The beginning of Florida’s resort industry can be traced to the vision of railroad magnate, Henry B. Plant. He brought his railway to Tampa in 1884, utilizing the town’s port to offer his customers steamship travel to Mobile (Alabama), Bermuda, Jamaica, and even Cuba.
His grand vision required an equally grand hotel so in 1888 he hired architect J.A. Woods to design a massive structure in the Moorish Revival style (mostly). Plant insisted on a few distinctive design elements – the finished building was certainly unique with minarets and gingerbread trim.

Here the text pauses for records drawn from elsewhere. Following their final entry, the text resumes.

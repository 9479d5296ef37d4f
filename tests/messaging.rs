//! Outbound chunking, completion aggregation and the echo round trip.

mod common;

use common::{ready_feather, settle, MockPeripheral, Script, EVENT_TIMEOUT};
use feather_link::bluetooth::{chunk_message, frame_message};
use feather_link::{ErrorPolicy, EventKind, LinkConfig, LinkError, LinkEvent};
use std::time::Duration;
use tokio::sync::mpsc;

const MESSAGE_45: &str = "abcdefghijklmnopqrstuvwxyz0123456789ABCDEFGHI";
const CHUNKS_45: [&str; 3] = ["abcdefghijklmnopqrst", "uvwxyz0123456789ABCD", "EFGHI~"];

/// Collects every completion of a send, with the number of chunk writes
/// already finished when it fired.
fn completions(
    mock: &MockPeripheral,
) -> (
    impl FnOnce(Result<(), LinkError>) + Send + 'static,
    mpsc::UnboundedReceiver<(Result<(), LinkError>, usize)>,
) {
    let (tx, rx) = mpsc::unbounded_channel();
    let mock = mock.clone();
    let callback = move |result| {
        let _ = tx.send((result, mock.completed_writes().len()));
    };
    (callback, rx)
}

async fn only_completion(
    rx: &mut mpsc::UnboundedReceiver<(Result<(), LinkError>, usize)>,
) -> (Result<(), LinkError>, usize) {
    let completion = tokio::time::timeout(EVENT_TIMEOUT, rx.recv())
        .await
        .expect("send never completed")
        .expect("callback dropped");
    settle().await;
    assert!(rx.try_recv().is_err(), "completion fired more than once");
    completion
}

#[tokio::test]
async fn test_hello_is_one_write() {
    let mock = MockPeripheral::feather();
    let feather = ready_feather(&mock, LinkConfig::default()).await;
    let (callback, mut rx) = completions(&mock);

    assert!(feather.send_message("hello", callback));

    let (result, finished) = only_completion(&mut rx).await;
    assert_eq!(result, Ok(()));
    assert_eq!(finished, 1);
    assert_eq!(mock.issued_writes(), vec!["hello~"]);
    assert!(mock.writes_without_response());
}

#[tokio::test]
async fn test_terminated_message_is_not_terminated_twice() {
    let mock = MockPeripheral::feather();
    let feather = ready_feather(&mock, LinkConfig::default()).await;

    feather.send("hello~").await.unwrap();

    assert_eq!(mock.issued_writes(), vec!["hello~"]);
}

#[tokio::test(start_paused = true)]
async fn test_single_completion_after_reversed_writes() {
    let mock = MockPeripheral::new(Script {
        write_delays: [
            (CHUNKS_45[0].to_string(), Duration::from_millis(30)),
            (CHUNKS_45[1].to_string(), Duration::from_millis(20)),
            (CHUNKS_45[2].to_string(), Duration::from_millis(10)),
        ]
        .into_iter()
        .collect(),
        ..Script::default()
    });
    let feather = ready_feather(&mock, LinkConfig::default()).await;
    let (callback, mut rx) = completions(&mock);

    assert!(feather.send_message(MESSAGE_45, callback));
    settle().await;

    // All three writes are outstanding at once.
    let mut issued = mock.issued_writes();
    issued.sort();
    let mut expected = CHUNKS_45.to_vec();
    expected.sort();
    assert_eq!(issued, expected);
    assert!(mock.completed_writes().is_empty());

    let (result, finished) = only_completion(&mut rx).await;
    assert_eq!(result, Ok(()));
    assert_eq!(finished, 3);
    assert_eq!(mock.completed_writes(), vec![CHUNKS_45[2], CHUNKS_45[1], CHUNKS_45[0]]);
}

#[tokio::test]
async fn test_chunks_never_exceed_limit() {
    let mock = MockPeripheral::feather();
    let config = LinkConfig {
        chunk_size: 7,
        ..LinkConfig::default()
    };
    let feather = ready_feather(&mock, config).await;

    feather
        .send("the quick brown fox jumps over the lazy dog ✓")
        .await
        .unwrap();

    let writes = mock.issued_writes();
    assert!(writes.len() > 1);
    assert!(writes.iter().all(|chunk| chunk.len() <= 7));
}

#[tokio::test(start_paused = true)]
async fn test_first_write_error_wins_by_default() {
    let mock = MockPeripheral::new(Script {
        write_delays: [
            (CHUNKS_45[0].to_string(), Duration::from_millis(10)),
            (CHUNKS_45[2].to_string(), Duration::from_millis(20)),
        ]
        .into_iter()
        .collect(),
        write_errors: [
            (CHUNKS_45[0].to_string(), "first".to_string()),
            (CHUNKS_45[2].to_string(), "last".to_string()),
        ]
        .into_iter()
        .collect(),
        ..Script::default()
    });
    let feather = ready_feather(&mock, LinkConfig::default()).await;
    let (callback, mut rx) = completions(&mock);

    feather.send_message(MESSAGE_45, callback);

    let (result, finished) = only_completion(&mut rx).await;
    assert_eq!(
        result,
        Err(LinkError::Write {
            chunk: 0,
            reason: "first".to_string()
        })
    );
    assert_eq!(finished, 3);
}

#[tokio::test(start_paused = true)]
async fn test_last_write_error_policy() {
    let mock = MockPeripheral::new(Script {
        write_delays: [
            (CHUNKS_45[0].to_string(), Duration::from_millis(10)),
            (CHUNKS_45[2].to_string(), Duration::from_millis(20)),
        ]
        .into_iter()
        .collect(),
        write_errors: [
            (CHUNKS_45[0].to_string(), "first".to_string()),
            (CHUNKS_45[2].to_string(), "last".to_string()),
        ]
        .into_iter()
        .collect(),
        ..Script::default()
    });
    let config = LinkConfig {
        write_error_policy: ErrorPolicy::Last,
        ..LinkConfig::default()
    };
    let feather = ready_feather(&mock, config).await;

    let result = feather.send(MESSAGE_45).await;

    assert_eq!(
        result,
        Err(LinkError::Write {
            chunk: 2,
            reason: "last".to_string()
        })
    );
}

#[tokio::test]
async fn test_inner_terminator_is_refused() {
    let mock = MockPeripheral::feather();
    let feather = ready_feather(&mock, LinkConfig::default()).await;

    let result = feather.send("a~b").await;

    assert_eq!(result, Err(LinkError::TerminatorInMessage('~')));
    assert!(mock.issued_writes().is_empty());
}

#[tokio::test]
async fn test_send_before_setup_is_silent() {
    let mock = MockPeripheral::feather();
    let feather = feather_link::Feather::new(mock.clone(), LinkConfig::default()).unwrap();
    let (callback, mut rx) = completions(&mock);

    assert!(!feather.send_message("hello", callback));

    settle().await;
    assert!(rx.try_recv().is_err());
    assert!(mock.issued_writes().is_empty());
}

#[tokio::test]
async fn test_echo_round_trip() {
    let mock = MockPeripheral::feather();
    let feather = ready_feather(&mock, LinkConfig::default()).await;
    let mut messages = feather.events().channel(EventKind::Message);
    let original = "Round trip through twenty byte chunks, with ümlauts ✓";

    feather.send(original).await.unwrap();
    let framed = frame_message(original, '~').unwrap();
    let chunks = chunk_message(&framed, 20);
    let mut issued = mock.issued_writes();
    issued.sort();
    let mut expected: Vec<String> = chunks.iter().map(|c| c.to_string()).collect();
    expected.sort();
    assert_eq!(issued, expected);

    for chunk in chunks {
        feather.on_data(chunk.as_bytes());
    }

    assert_eq!(
        messages.try_recv().unwrap(),
        LinkEvent::Message(Ok(original.to_string()))
    );
    assert!(messages.try_recv().is_err());
    assert_eq!(feather.pending_input_len(), 0);
}

#[tokio::test(start_paused = true)]
async fn test_write_in_flight_at_disconnect_still_completes() {
    let mock = MockPeripheral::new(Script {
        write_delays: [("hello~".to_string(), Duration::from_millis(50))]
            .into_iter()
            .collect(),
        ..Script::default()
    });
    let feather = ready_feather(&mock, LinkConfig::default()).await;
    let (callback, mut rx) = completions(&mock);

    assert!(feather.send_message("hello", callback));
    settle().await;
    assert!(mock.completed_writes().is_empty());

    feather.disconnect().await;
    assert!(!feather.is_connected());

    let (result, finished) = only_completion(&mut rx).await;
    assert_eq!(result, Ok(()));
    assert_eq!(finished, 1);
}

Plant’s 511 room hotel took three years to build and cost $2 million (which does not include the $500,000 in fine furnishings that he and his wife sourced from Europe). When it opened on February 5, 1891 the six-acre hotel offered top of the line accommodations: every room boasted a telephone and electricity while most even had a private bath. The hotel also offered a billiard room, barbershop, shoeshine service, beauty shop, flower shop, telegraph office, formal dining room, Grand Salon, Reading Room, and a Music Room with orchestra.

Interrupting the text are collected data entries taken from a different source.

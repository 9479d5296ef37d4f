// Copyright 2026 Daniel Pelikan
//
// Licensed under the Apache License, Version 2.0 (the "License");
// you may not use this file except in compliance with the License.
// You may obtain a copy of the License at
//
//     http://www.apache.org/licenses/LICENSE-2.0
//
// Unless required by applicable law or agreed to in writing, software
// distributed under the License is distributed on an "AS IS" BASIS,
// WITHOUT WARRANTIES OR CONDITIONS OF ANY KIND, either express or implied.
// See the License for the specific language governing permissions and
// limitations under the License.

//! Periodic RSSI polling tied to connection liveness.

use std::sync::atomic::{AtomicBool, Ordering};
use std::sync::Arc;
use std::time::Duration;
use tokio::task::JoinHandle;
use tokio::time::MissedTickBehavior;
use tracing::{debug, info};

use super::ble_constants::RSSI_DISCONNECTED;
use super::peripheral::Peripheral;
use crate::error::LinkError;
use crate::events::{EventBus, LinkEvent};

struct PollState {
    request_in_flight: AtomicBool,
    stopped: AtomicBool,
}

impl PollState {
    /// Stop for good, reporting the dead link once.
    fn terminate(&self, bus: &EventBus) {
        if self.stopped.swap(true, Ordering::SeqCst) {
            return;
        }
        info!("RSSI polling stopped: link is down");
        bus.emit(&LinkEvent::Rssi {
            value: RSSI_DISCONNECTED,
            error: Some(LinkError::NotConnected),
        });
    }
}

/// Recurring signal strength query.
///
/// Ticks while a query is outstanding are skipped. Once the link is seen
/// down the poller emits a single terminal `Rssi` event and never runs
/// again.
pub struct SignalPoller {
    state: Arc<PollState>,
    task: JoinHandle<()>,
}

impl SignalPoller {
    /// Start polling every `period`. The first query runs one period after
    /// start.
    pub fn start<P: Peripheral>(
        peripheral: Arc<P>,
        connected: Arc<AtomicBool>,
        bus: Arc<EventBus>,
        period: Duration,
    ) -> Self {
        let state = Arc::new(PollState {
            request_in_flight: AtomicBool::new(false),
            stopped: AtomicBool::new(false),
        });

        let task = {
            let state = state.clone();
            tokio::spawn(async move {
                let mut ticker = tokio::time::interval(period);
                ticker.set_missed_tick_behavior(MissedTickBehavior::Skip);
                ticker.tick().await;

                loop {
                    ticker.tick().await;

                    if state.stopped.load(Ordering::SeqCst) {
                        break;
                    }
                    if !connected.load(Ordering::SeqCst) {
                        state.terminate(&bus);
                        break;
                    }
                    if state.request_in_flight.swap(true, Ordering::SeqCst) {
                        debug!("RSSI request still in flight, skipping tick");
                        continue;
                    }

                    let peripheral = peripheral.clone();
                    let connected = connected.clone();
                    let bus = bus.clone();
                    let state = state.clone();
                    tokio::spawn(async move {
                        let result = peripheral.update_rssi().await;

                        if !connected.load(Ordering::SeqCst) {
                            state.terminate(&bus);
                            return;
                        }
                        if state.stopped.load(Ordering::SeqCst) {
                            return;
                        }

                        let event = match result {
                            Ok(value) => {
                                debug!("RSSI: {} dBm", value);
                                LinkEvent::Rssi { value, error: None }
                            }
                            Err(e) => LinkEvent::Rssi {
                                value: RSSI_DISCONNECTED,
                                error: Some(LinkError::signal_query(e)),
                            },
                        };
                        bus.emit(&event);
                        state.request_in_flight.store(false, Ordering::SeqCst);
                    });
                }
            })
        };

        Self { state, task }
    }

    /// Stop polling without emitting anything.
    pub fn stop(&self) {
        self.state.stopped.store(true, Ordering::SeqCst);
        self.task.abort();
    }

    pub fn is_running(&self) -> bool {
        !self.state.stopped.load(Ordering::SeqCst) && !self.task.is_finished()
    }

    pub fn is_request_in_flight(&self) -> bool {
        self.state.request_in_flight.load(Ordering::SeqCst)
    }
}

impl Drop for SignalPoller {
    fn drop(&mut self) {
        self.task.abort();
    }
}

At 150 acres, the grounds of the hotel were no less grand, encompassing a 18-hole golf course, tennis courts, bowling alley, racetrack, baseball field (where Babe Ruth is said to have hit a home run of record length), casino, card rooms, exposition hall, flower conservatory, a croquet greensward, shuffleboard courts, boathouse, hunting and fishing grounds, stables, kennels, and an indoor heated swimming pool.
Sadly, only a small portion of the grounds remain but surprisingly, the massive building still stands, though the majority of it has been repurposed into the University of Tampa. The south wing now serves as a museum to the hotel’s founder, which I had the pleasure of touring a couple months ago. Tampa is fortunate to have this remnant of the Gilded Age.